No, this wasn’t an argument to promote healthful eating. Or spiritual rituals. It was about hunting.

But who is trying to ban hunting? Or deprive anyone of food? (I like venison, and, happily, my family hunts. But that’s neither here nor there.)

Almost everything we do, after all, has some sort of qualifier or limit, on how that activity may be carried out. There are laws, societal ethics, and our own personal sense of morality that usually keeps us from taking things too far, or behaving in ways that are unacceptable. These curbs changed over time: hunting was once indiscriminate, the supply of wildlife imagined to be somewhere short of infinite; there were bounties on various creatures that were cycled in and out of periods when they were labeled ‘varmints.’

We have moved on from those days. To a degree, at least.

We read that the number of hunters has been declining for several years and is fully expected to continue declining. How, one might wonder, will new people be motivated to become hunters if it means joining a group that believes itself vilified and threatened and reacts with anger toward anyone who speaks of mitigating harm to wildlife?

No one is working to ban ethical hunting. We should be promoting it. Shouldn’t we be asking ourselves whether setting a pack of dogs after bears or other animals is an ethical way of hunting? Shouldn’t we be asking why some animals are allowed to be killed at any time in any manner and still to this day are scorned as merely ‘varmints?’ Should we be asking why trapping is conflated with hunting? Besides the fact that traps can kill animals, how does that connect it to hunting? And shouldn’t we be asking for what essential purpose animals are being trapped? (Who wears fur anymore, anyway?) Why are body-crushing traps or leg-hold traps — banned in over 100 countries — used in the first place? Obvious in their design is the infliction of prolonged suffering. Unlike hunters who are expected to know their targets before they shoot, traps don’t discriminate which animal’s leg or body they seize.

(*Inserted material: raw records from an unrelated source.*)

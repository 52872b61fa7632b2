// Live score poller: fetches upstream state for started games, records
// transitions, scores newly final games, and advances season milestones.

use std::sync::Arc;
use std::time::Duration;

use anyhow::Result;
use chrono::{DateTime, Utc};
use serde::{Deserialize, Serialize};
use tokio::sync::watch;
use tokio::time::{Instant, MissedTickBehavior};
use tracing::{debug, error, info, warn};

use pickem_core::config::PollerConfig;
use pickem_core::league::SeasonId;
use pickem_core::{LeagueService, Milestone};

use crate::feed::ScoreFeed;
use crate::schedule;

/// Key under which run statistics live in the sync state table.
pub const STATS_KEY: &str = "poller_stats";

/// Counters kept across restarts.
#[derive(Debug, Clone, Default, PartialEq, Serialize, Deserialize)]
pub struct SyncStats {
    pub total_ticks: u64,
    pub successful_ticks: u64,
    pub failed_ticks: u64,
    pub games_updated: u64,
    pub games_scored: u64,
    pub fetch_failures: u64,
    pub last_error: Option<String>,
    pub last_tick: Option<DateTime<Utc>>,
}

/// What one poll did.
#[derive(Debug, Clone, Default, PartialEq, Eq)]
pub struct TickReport {
    pub polled: usize,
    pub updated: usize,
    pub fetch_failures: usize,
    pub scored: usize,
    pub milestones: Vec<Milestone>,
}

pub struct Poller<F> {
    service: Arc<LeagueService>,
    feed: F,
    config: PollerConfig,
    stats: SyncStats,
}

impl<F: ScoreFeed> Poller<F> {
    pub fn new(service: Arc<LeagueService>, feed: F, config: PollerConfig) -> Self {
        Self {
            service,
            feed,
            config,
            stats: SyncStats::default(),
        }
    }

    pub fn stats(&self) -> &SyncStats {
        &self.stats
    }

    /// Poll every started, non-final game of the current season once.
    ///
    /// A failed fetch leaves its game untouched. Final games not yet scored
    /// are scored afterwards, whether they turned final on this tick or were
    /// left unscored by an earlier run.
    pub async fn tick(&self, now: DateTime<Utc>) -> Result<TickReport> {
        let season = self.service.current_season()?;
        let due = self.service.db().games_due_for_poll(season.id, now)?;
        let mut report = TickReport {
            polled: due.len(),
            ..TickReport::default()
        };

        for game in &due {
            let Some(espn_id) = game.espn_id.as_deref() else {
                continue;
            };
            match self.feed.game_state(espn_id).await {
                Ok(state) => {
                    let change = self.service.record_game_state(
                        game.id,
                        state.status,
                        state.home_score,
                        state.away_score,
                    )?;
                    if change.applied {
                        report.updated += 1;
                    }
                }
                Err(e) => {
                    warn!(game_id = game.id, espn_id, error = %e, "failed to fetch game state");
                    report.fetch_failures += 1;
                }
            }
        }

        report.scored = self.service.score_pending_games(season.id, now)?.len();
        report.milestones = self.service.advance_milestones(season.id)?;

        debug!(
            polled = report.polled,
            updated = report.updated,
            scored = report.scored,
            fetch_failures = report.fetch_failures,
            "poll tick complete"
        );
        Ok(report)
    }

    /// Short interval while anything is live, long otherwise.
    pub fn next_interval(&self, season_id: SeasonId) -> Result<Duration> {
        Ok(if self.service.db().has_games_in_progress(season_id)? {
            self.config.live_interval
        } else {
            self.config.idle_interval
        })
    }

    fn current_interval(&self) -> Duration {
        let live = self
            .service
            .current_season()
            .and_then(|season| self.next_interval(season.id));
        match live {
            Ok(interval) => interval,
            Err(e) => {
                warn!(error = %e, "could not pick poll interval, using idle interval");
                self.config.idle_interval
            }
        }
    }

    async fn run_tick(&mut self, now: DateTime<Utc>) {
        self.stats.total_ticks += 1;
        self.stats.last_tick = Some(now);
        match self.tick(now).await {
            Ok(report) => {
                self.stats.successful_ticks += 1;
                self.stats.games_updated += report.updated as u64;
                self.stats.games_scored += report.scored as u64;
                self.stats.fetch_failures += report.fetch_failures as u64;
                if report.updated > 0 || report.scored > 0 {
                    info!(
                        updated = report.updated,
                        scored = report.scored,
                        "poll applied updates"
                    );
                }
            }
            Err(e) => {
                self.stats.failed_ticks += 1;
                self.stats.last_error = Some(format!("{e:#}"));
                error!(error = %format!("{e:#}"), "poll tick failed");
            }
        }
        self.save_stats();
    }

    async fn refresh_schedule(&self) {
        let season = match self.service.current_season() {
            Ok(season) => season,
            Err(e) => {
                warn!(error = %e, "skipping schedule refresh");
                return;
            }
        };
        if let Err(e) = schedule::sync_schedule(&self.service, &self.feed, &season).await {
            error!(error = %format!("{e:#}"), "schedule refresh failed");
        }
    }

    fn load_stats(&mut self) {
        match self.service.db().load_state(STATS_KEY) {
            Ok(Some(value)) => match serde_json::from_value(value) {
                Ok(stats) => self.stats = stats,
                Err(e) => warn!(error = %e, "ignoring unreadable poller stats"),
            },
            Ok(None) => {}
            Err(e) => warn!(error = %e, "failed to load poller stats"),
        }
    }

    fn save_stats(&self) {
        let saved = serde_json::to_value(&self.stats)
            .map_err(anyhow::Error::from)
            .and_then(|value| self.service.db().save_state(STATS_KEY, &value));
        if let Err(e) = saved {
            warn!(error = %e, "failed to persist poller stats");
        }
    }

    /// Poll until `shutdown` flips to true or its sender is dropped.
    ///
    /// The schedule is synced on start and every `schedule_refresh`; the first
    /// poll runs immediately.
    pub async fn run(mut self, mut shutdown: watch::Receiver<bool>) -> Result<()> {
        self.load_stats();
        info!(
            live_secs = self.config.live_interval.as_secs(),
            idle_secs = self.config.idle_interval.as_secs(),
            ticks_so_far = self.stats.total_ticks,
            "poller started"
        );

        let mut refresh = tokio::time::interval(self.config.schedule_refresh);
        refresh.set_missed_tick_behavior(MissedTickBehavior::Delay);

        let next_poll = tokio::time::sleep(Duration::ZERO);
        tokio::pin!(next_poll);

        loop {
            tokio::select! {
                changed = shutdown.changed() => {
                    if changed.is_err() || *shutdown.borrow() {
                        break;
                    }
                }

                _ = refresh.tick() => {
                    self.refresh_schedule().await;
                }

                _ = &mut next_poll => {
                    self.run_tick(Utc::now()).await;
                    let wait = self.current_interval();
                    debug!(wait_secs = wait.as_secs(), "next poll scheduled");
                    next_poll.as_mut().reset(Instant::now() + wait);
                }
            }
        }

        self.save_stats();
        info!(ticks = self.stats.total_ticks, "poller stopped");
        Ok(())
    }
}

If indeed the hunters Mr. Covey writes about so furiously are outdoor enthusiasts, where is their concern for the life that makes its home in that supposedly much-appreciated outdoors? Somewhere in that sense of appreciation, and respect for the entire chain of life, lies a true spiritual ritual.

Norma Norland writes from New Haven, Vermont. The opinions expressed by columnists do not necessarily reflect the views of Vermont News & Media.